Indiana's free throw defense continues to be #ELITE, by the way, as they're 9th in the country. Opponents are hitting only 57.6% of their attempts. But they are actually outdone in #ELITENESS by Louisville, who is holding their opponents to 56.3% from the charity stripe, good for 4th in the country.

Three Keys to Victory

  • MAKE SHOTS. It's obvious, but it needs to be repeated: Indiana cannot afford a cold shooting night or any sort of slouching on the offensive end. This offense is night-and-day different from what it looked like last year but any reversion to old habits and stagnation will get them run out of the arena early. Louisville is an excellent defensive team but they haven't played an offense quite like this. If the Hoosiers can get this game into the 70s and 80s, Louisville could have difficulty keeping up. That said, you have to get shots to make shots, and the Cardinals will make you execute from baseline to baseline all night long to get the looks Indiana is accustomed to.

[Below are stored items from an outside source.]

//! Wallet Pulse - On-chain wallet intelligence engine
//!
//! Watches a curated set of wallets across chains, classifies their raw
//! transactions into semantic trade events, and runs behavioral detectors
//! over the event history: reload prediction, cabal clustering, contrarian
//! tier analysis, alpha decay, and per-wallet pattern anomalies.

pub mod classify;
pub mod cli;
pub mod config;
pub mod detect;
pub mod error;
pub mod ingest;
pub mod model;
pub mod profile;
pub mod store;

// Re-export commonly used types
pub use config::Config;
pub use error::{Error, Result};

Great teams reduce the margin for error and the Hoosiers won't have much of one to work with Tuesday night.
  • DON'T PANIC. This is an inexperienced team playing outside of Assembly Hall for the first time this season against about as tough of an opponent as there is right now. Mistakes are going to be made but the team's leadership must keep everyone's heads in the game and help learn from (and then subsequently forget about) any mistake that gets made. Last year's team tended to go into a full-on meltdown when adversity presented itself and isolated mistakes began to cluster and leads turned into small deficits that turned into larger deficits. This team's offensive talent can keep them in a lot of games against far superior teams, it's important that they don't waste that potential on bad turnovers and poor shot selection because they get overwhelmed by the moment.
  • CRASH THE GLASS. While there is an important size component to rebounding, fundamentals and effort go a long way in that department as well. Stringing together defensive stops is hard enough for this team without giving up two or three straight opportunities because they couldn't collect a rebound. Indiana cannot give up the disturbing amount of second-chance opportunities they surrendered against Pitt and just hope Louisville misses the putbacks like they did.

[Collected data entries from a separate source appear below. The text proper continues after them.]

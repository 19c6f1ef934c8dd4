//! Behavioral signal detectors
//!
//! One detector per signal family, all sharing the event store and moment
//! sink. `DetectorSet` is the single entry point the ingestion loop drives:
//! each persisted event is routed to the detectors that care about its kind,
//! and `finish_cycle` handles the time-based work (reload expiry, alpha
//! settlement) once per scan.

pub mod alpha_decay;
pub mod cluster;
pub mod contrarian;
pub mod pattern;
pub mod reload;

pub use alpha_decay::{AlphaDecayConfig, AlphaDecayTracker};
pub use cluster::{CabalDetector, ClusterConfig, ClusterResult};
pub use contrarian::{ContrarianConfig, ContrarianEngine, ContrarianSignal, SignalSeverity};
pub use pattern::{PatternConfig, PatternEngine};
pub use reload::{ReloadConfig, ReloadPredictor};

use chrono::{DateTime, Utc};
use std::collections::HashMap;
use std::sync::Arc;

use crate::classify::{ClassifierConfig, StableAssets};
use crate::model::{Chain, Event, EventKind};
use crate::store::{MomentSink, Store};

/// Per-family detector configuration, as loaded from the config file.
#[derive(Debug, Clone, Default, serde::Serialize, serde::Deserialize)]
pub struct DetectorConfig {
    #[serde(default)]
    pub reload: ReloadConfig,
    #[serde(default)]
    pub pattern: PatternConfig,
    #[serde(default)]
    pub cluster: ClusterConfig,
    #[serde(default)]
    pub contrarian: ContrarianConfig,
    #[serde(default)]
    pub alpha: AlphaDecayConfig,
}

/// All detectors wired to a shared store and sink.
pub struct DetectorSet {
    pub reload: ReloadPredictor,
    pub pattern: PatternEngine,
    pub cluster: CabalDetector,
    pub contrarian: ContrarianEngine,
    pub alpha: AlphaDecayTracker,
    stables: HashMap<Chain, StableAssets>,
}

impl DetectorSet {
    pub fn new(
        config: DetectorConfig,
        classifier: &ClassifierConfig,
        store: Arc<Store>,
        sink: Arc<MomentSink>,
    ) -> Self {
        let stables = [Chain::Sol, Chain::Base]
            .into_iter()
            .map(|chain| {
                (
                    chain,
                    StableAssets::for_chain(chain, &classifier.extra_stables),
                )
            })
            .collect();

        Self {
            reload: ReloadPredictor::new(config.reload, store.clone()),
            pattern: PatternEngine::new(config.pattern, store.clone(), sink.clone()),
            cluster: CabalDetector::new(config.cluster, store.clone(), sink.clone()),
            contrarian: ContrarianEngine::new(config.contrarian, store.clone(), sink),
            alpha: AlphaDecayTracker::new(config.alpha, store),
            stables,
        }
    }

    pub fn stables(&self, chain: Chain) -> &StableAssets {
        &self.stables[&chain]
    }

    /// Route one freshly persisted event through every detector that applies
    /// to its kind. The profile must already be updated when this runs, so
    /// size anomalies compare against the history including this event.
    pub fn process(&self, event: &Event, native_delta: f64, counterparty: Option<&str>) {
        if event.kind == EventKind::Unknown {
            return;
        }
        let stables = self.stables(event.chain);

        if event.kind == EventKind::Transfer && native_delta > 0.0 {
            self.reload.on_inflow(
                &event.wallet,
                &event.tx_hash,
                native_delta,
                counterparty,
                event.timestamp,
            );
        }

        if event.kind.is_acquisition() {
            self.reload
                .on_buy(&event.wallet, &event.tx_hash, event.timestamp);
            self.cluster.on_buy(event, stables);
            self.alpha.note_lead(event, stables);
        }

        if event.kind.is_acquisition() || event.kind == EventKind::Sell {
            self.contrarian.on_activity(event, stables);
        }

        self.pattern.on_event(event);
    }

    /// Time-based detector work, run once at the end of each scan cycle.
    pub fn finish_cycle(&self, now: DateTime<Utc>) {
        self.reload.sweep(now);
        self.alpha.settle(now);
    }
}
//! Symbol resolution
//!
//! Asset ids (Solana mints, EVM contract addresses) map to display symbols
//! through a configured static table, with a caching wrapper for any
//! resolver that does real lookups.

use async_trait::async_trait;
use dashmap::DashMap;
use std::collections::HashMap;
use std::sync::Arc;

use crate::error::Result;
use crate::model::Chain;

use super::SymbolResolver;

/// Resolves from the `[tokens]` table in the config file. Lookups are
/// case-sensitive on the asset id.
pub struct StaticSymbolResolver {
    tokens: HashMap<String, String>,
}

impl StaticSymbolResolver {
    pub fn new(tokens: HashMap<String, String>) -> Self {
        Self { tokens }
    }
}

#[async_trait]
impl SymbolResolver for StaticSymbolResolver {
    async fn resolve(&self, _chain: Chain, asset_id: &str) -> Result<Option<String>> {
        Ok(self.tokens.get(asset_id).cloned())
    }
}

/// Memoizes successful lookups from an inner resolver. Misses are not
/// cached, so an asset that resolves later is picked up.
pub struct CachingSymbolResolver {
    inner: Arc<dyn SymbolResolver>,
    cache: DashMap<(Chain, String), String>,
}

impl CachingSymbolResolver {
    pub fn new(inner: Arc<dyn SymbolResolver>) -> Self {
        Self {
            inner,
            cache: DashMap::new(),
        }
    }
}

#[async_trait]
impl SymbolResolver for CachingSymbolResolver {
    async fn resolve(&self, chain: Chain, asset_id: &str) -> Result<Option<String>> {
        let key = (chain, asset_id.to_string());
        if let Some(symbol) = self.cache.get(&key) {
            return Ok(Some(symbol.clone()));
        }

        let resolved = self.inner.resolve(chain, asset_id).await?;
        if let Some(symbol) = &resolved {
            self.cache.insert(key, symbol.clone());
        }
        Ok(resolved)
    }
}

I called these "three keys to victory" knowing full well that the Hoosiers could do these three things and still lose, that's how good Louisville is. But I listed them because I don't see Indiana winning a game where they don't do AT LEAST these three things. It will take Indiana's best effort to date, and probably their best effort since the end of the 2012-13 regular season, to pull out a victory. They won't have a raucous Assembly Hall crowd to intimidate the opposition or feed off their momentum, but they will be playing a team from Kentucky in early December with Dick Vitale and Dan Shulman calling the game for ESPN.

And that has led to magical things in the past.